Anormal bir durum değil mi? diye sorulabilir; biz öyle olduğu kanısında değiliz. Genelde, siyasetin kendi özgün dinamikleri geliştirilmiş tasarımlara ya da vizyonlara her zaman baskındır; şimdi bu baskınlık çok daha belirgin duruma gelmiştir, o kadar
Böyleyse, sonu nereye varır? sorusu meşrudur; ama bu sorunun yanıtının verilemeyecek olması da kendince bir meşruiyete sahiptir. Sonu nereye varır? sorusunun yanıtlanması, ancak mevcut rejime karşı çok yönlü, kendi içinde çeşitlilik taşıyan ve kitlesel bir direnç hattının ortaya çıkmasıyla mümkün olabilecektir. O malum vizyonlar, tasarımlar, modeller vb. de ancak bu uğraktan sonra geçerlilik kazanacak, ciddiye alınabilir duruma gelecektir.

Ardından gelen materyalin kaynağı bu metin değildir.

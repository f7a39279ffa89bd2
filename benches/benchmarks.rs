criterion::criterion_main!(benches);
criterion::criterion_group! {
    name = benches;
    config = criterion::Criterion::default()
        .without_plots()
        .noise_threshold(3.0)
        .significance_level(0.01)
        .sample_size(10)
        .measurement_time(std::time::Duration::from_secs(1));
    targets =
        sampling_two_clusters,
        applying_lse_kernel_materialized,
        applying_lse_kernel_batched,
        solving_sinkhorn_lse,
        solving_sinkhorn_kernel,
        stepping_meta_initializer,
}

use warmkhorn::MetaBackend;
use warmkhorn::meta::MetaMlpConfig;
use warmkhorn::transport::Axis;
use warmkhorn::transport::LinearProblem;
use warmkhorn::transport::Sinkhorn;
use warmkhorn::transport::SinkhornConfig;

fn problem(batch_size: Option<usize>) -> LinearProblem {
    warmkhorn::transport::two_clusters(0, 64, 60, 2, 1., batch_size).expect("valid problem")
}

fn sampling_two_clusters(c: &mut criterion::Criterion) {
    c.bench_function("sample a 64 x 60 two-cluster problem", |b| {
        b.iter(|| problem(None))
    });
}

fn applying_lse_kernel_materialized(c: &mut criterion::Criterion) {
    let problem = problem(None);
    let f = vec![0.; 64];
    let g = vec![0.; 60];
    c.bench_function("apply LSE kernel to a materialized geometry", |b| {
        b.iter(|| problem.geometry().apply_lse_kernel(&f, &g, 1., Axis::X))
    });
}

fn applying_lse_kernel_batched(c: &mut criterion::Criterion) {
    let problem = problem(Some(3));
    let f = vec![0.; 64];
    let g = vec![0.; 60];
    c.bench_function("apply LSE kernel to a batched geometry", |b| {
        b.iter(|| problem.geometry().apply_lse_kernel(&f, &g, 1., Axis::X))
    });
}

fn solving_sinkhorn_lse(c: &mut criterion::Criterion) {
    let problem = problem(None);
    let solver = Sinkhorn::default();
    c.bench_function("solve Sinkhorn in the log domain", |b| {
        b.iter(|| solver.solve(&problem))
    });
}

fn solving_sinkhorn_kernel(c: &mut criterion::Criterion) {
    let problem = problem(None);
    let solver = Sinkhorn::new(SinkhornConfig::default().with_lse_mode(false));
    c.bench_function("solve Sinkhorn in the kernel domain", |b| {
        b.iter(|| solver.solve(&problem))
    });
}

fn stepping_meta_initializer(c: &mut criterion::Criterion) {
    let problem = problem(None);
    let device = Default::default();
    let config = MetaMlpConfig::new(64).with_num_hidden_units(128);
    let mut meta = Some(warmkhorn::meta::adam::<MetaBackend>(
        problem.geometry(),
        &config,
        &device,
    ));
    c.bench_function("take one meta initializer gradient step", |b| {
        b.iter(|| {
            if let Some(current) = meta.take() {
                let (loss, _, next) = current.step(problem.a(), problem.b());
                meta = Some(next);
                loss
            } else {
                f32::NAN
            }
        })
    });
}
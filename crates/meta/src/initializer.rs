use super::model::MetaMlp;
use super::model::MetaMlpConfig;
use super::objective::DualObjective;
use super::objective::rows;
use super::objective::scalar;
use super::state::MetaAux;
use super::state::MetaState;
use burn::module::AutodiffModule;
use burn::optim::AdamConfig;
use burn::optim::Optimizer;
use burn::tensor::backend::AutodiffBackend;
use warmkhorn_core::Energy;
use warmkhorn_core::Entropy;
use warmkhorn_transport::DefaultInitializer;
use warmkhorn_transport::Initializer;
use warmkhorn_transport::LinearProblem;
use warmkhorn_transport::Marginal;
use warmkhorn_transport::PointCloud;

/// Adam with the numerical epsilon used throughout training.
pub fn optimizer<B: AutodiffBackend>() -> impl Optimizer<MetaMlp<B>, B> + use<B> {
    AdamConfig::new().with_epsilon(1e-8).init()
}

/// Learned warm start for Sinkhorn on a fixed geometry.
///
/// The network sees the marginals of a problem and predicts its source
/// potential. Fields are public so the state can be threaded through
/// [`DualObjective::update`] by hand:
///
/// ```ignore
/// let (loss, aux, state) = meta.objective.update(meta.state, a, b);
/// meta.state = state;
/// ```
pub struct MetaInitializer<B: AutodiffBackend, O> {
    pub objective: DualObjective<B>,
    pub state: MetaState<B, O>,
}

/// Fresh meta initializer for `geom`, trained with Adam at the default
/// step size.
///
/// # Panics
///
/// If `config.potential_size` differs from the number of source samples.
pub fn adam<B: AutodiffBackend>(
    geom: &PointCloud,
    config: &MetaMlpConfig,
    device: &B::Device,
) -> MetaInitializer<B, impl Optimizer<MetaMlp<B>, B> + use<B>> {
    MetaInitializer::with_optimizer(
        geom,
        config,
        optimizer::<B>(),
        warmkhorn_core::META_LEARNING_RATE,
        device,
    )
}

impl<B: AutodiffBackend, O> MetaInitializer<B, O> {
    /// # Panics
    ///
    /// If `config.potential_size` differs from the number of source samples.
    pub fn with_optimizer(
        geom: &PointCloud,
        config: &MetaMlpConfig,
        optim: O,
        learning_rate: f64,
        device: &B::Device,
    ) -> Self {
        let (n, m) = geom.shape();
        assert_eq!(
            config.potential_size, n,
            "network must predict one potential per source sample"
        );
        let model = config.init::<B>(n + m, device);
        Self {
            objective: DualObjective::new(geom, device),
            state: MetaState::new(model, optim, learning_rate),
        }
    }
    /// Predicted source potential for the marginals `(a, b)`.
    ///
    /// Runs the inference copy of the network, so no graph is recorded.
    pub fn predict(&self, a: &Marginal, b: &Marginal) -> Vec<Entropy> {
        let n = self.objective.shape().0;
        let z = self.objective.inputs(&[(a, b)]).inner();
        let f = self.state.model.valid().forward(z);
        rows(f, n).into_iter().next().unwrap_or_default()
    }
    /// Loss at the current weights, without stepping.
    pub fn loss(&self, a: &Marginal, b: &Marginal) -> Energy {
        let f = self.state.model.forward(self.objective.inputs(&[(a, b)]));
        scalar(self.objective.loss(f, &[(a, b)]).0)
    }
    pub fn steps(&self) -> usize {
        self.state.steps
    }
}

impl<B: AutodiffBackend, O: Optimizer<MetaMlp<B>, B>> MetaInitializer<B, O> {
    /// [`DualObjective::update`] against this initializer's geometry.
    ///
    /// To step the held state, go through the fields so the borrows split.
    pub fn update(
        &self,
        state: MetaState<B, O>,
        a: &Marginal,
        b: &Marginal,
    ) -> (Energy, MetaAux, MetaState<B, O>) {
        self.objective.update(state, a, b)
    }
    /// One gradient step on `(a, b)`.
    pub fn step(self, a: &Marginal, b: &Marginal) -> (Energy, MetaAux, Self) {
        let Self { objective, state } = self;
        let (loss, aux, state) = objective.update(state, a, b);
        (loss, aux, Self { objective, state })
    }
    /// Overfits to a single problem for `steps` gradient steps.
    ///
    /// Returns the trained initializer and the loss before every step.
    pub fn train(mut self, steps: usize, a: &Marginal, b: &Marginal) -> (Self, Vec<Energy>) {
        let mut losses = Vec::with_capacity(steps);
        for _ in 0..steps {
            let (loss, _, state) = self.objective.update(self.state, a, b);
            self.state = state;
            losses.push(loss);
            if self.state.steps % warmkhorn_core::META_LOG_INTERVAL == 0 {
                log::info!("meta step {:>4} loss {:.4}", self.state.steps, loss);
            }
        }
        (self, losses)
    }
}

impl<B: AutodiffBackend, O> Initializer for MetaInitializer<B, O> {
    /// Network prediction in the log domain, `exp(f/eps)` in the kernel
    /// domain. Problems over a different shape fall back to the default.
    fn init_dual_a(&self, problem: &LinearProblem, lse_mode: bool) -> Vec<Entropy> {
        if problem.shape() != self.objective.shape() {
            log::warn!(
                "meta initializer trained for {:?}, got {:?}; using default",
                self.objective.shape(),
                problem.shape()
            );
            return DefaultInitializer.init_dual_a(problem, lse_mode);
        }
        let f = self.predict(problem.a(), problem.b());
        if lse_mode {
            f
        } else {
            problem.geometry().scaling_from_potential(&f, problem.epsilon())
        }
    }
}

İki temel çıkarım demiştik
İkincisi: Umutsuzluğa, bitti bu iş karamsarlığına yer olmaması gerekir Rejimin bugünkü gidişi ve siyasetin dinamikleri kendi karşıtını da (şimdilik) biriktirmektedir. Şimdilik, sadece biriktirmektedir. Bu birikimin bir noktada patlamaya dönüşmesi kaçınılmazdır. Zamanını, vadesini bilemeyiz, ama kaçınılmazdır. Ekleyelim: Bugünkü verilerle baktığımızda, patlamasını kaçınılmaz saydığımız birikimin omurgası ve genel formasyonu zayıf kalacaktır; ideolojisi tanımlanamayacaktır; siyasal talep ve hedefleri de ciddi bulanıklıklar taşıyacaktır
İşte, malum odakların ve çevrelerin vizyonları, çözümleri ve modelleri asıl burada devreye girecek, belirli bir karşılık bulacaktır.
Başa dönersek, bu durumda 2013 Haziranının kendini belki de başka bürünümlerle yenileyebileceğini, bilmem kimler rahatsız haberlerinin ve duyumlarının yeniden yaygınlaşabileceğini, bir de Kürt siyasetinin vereceği kararların ve izleyeceği yolun önemli bir etken olacağını söylemiş oluyoruz.
Sınıf hareketinden şimdilik ne yazık ki söz edemeyeceğimizi belirtmiştik.
Ama sosyalist sol, tüm zaaflarına ve sorunlarına rağmen yine de vardır.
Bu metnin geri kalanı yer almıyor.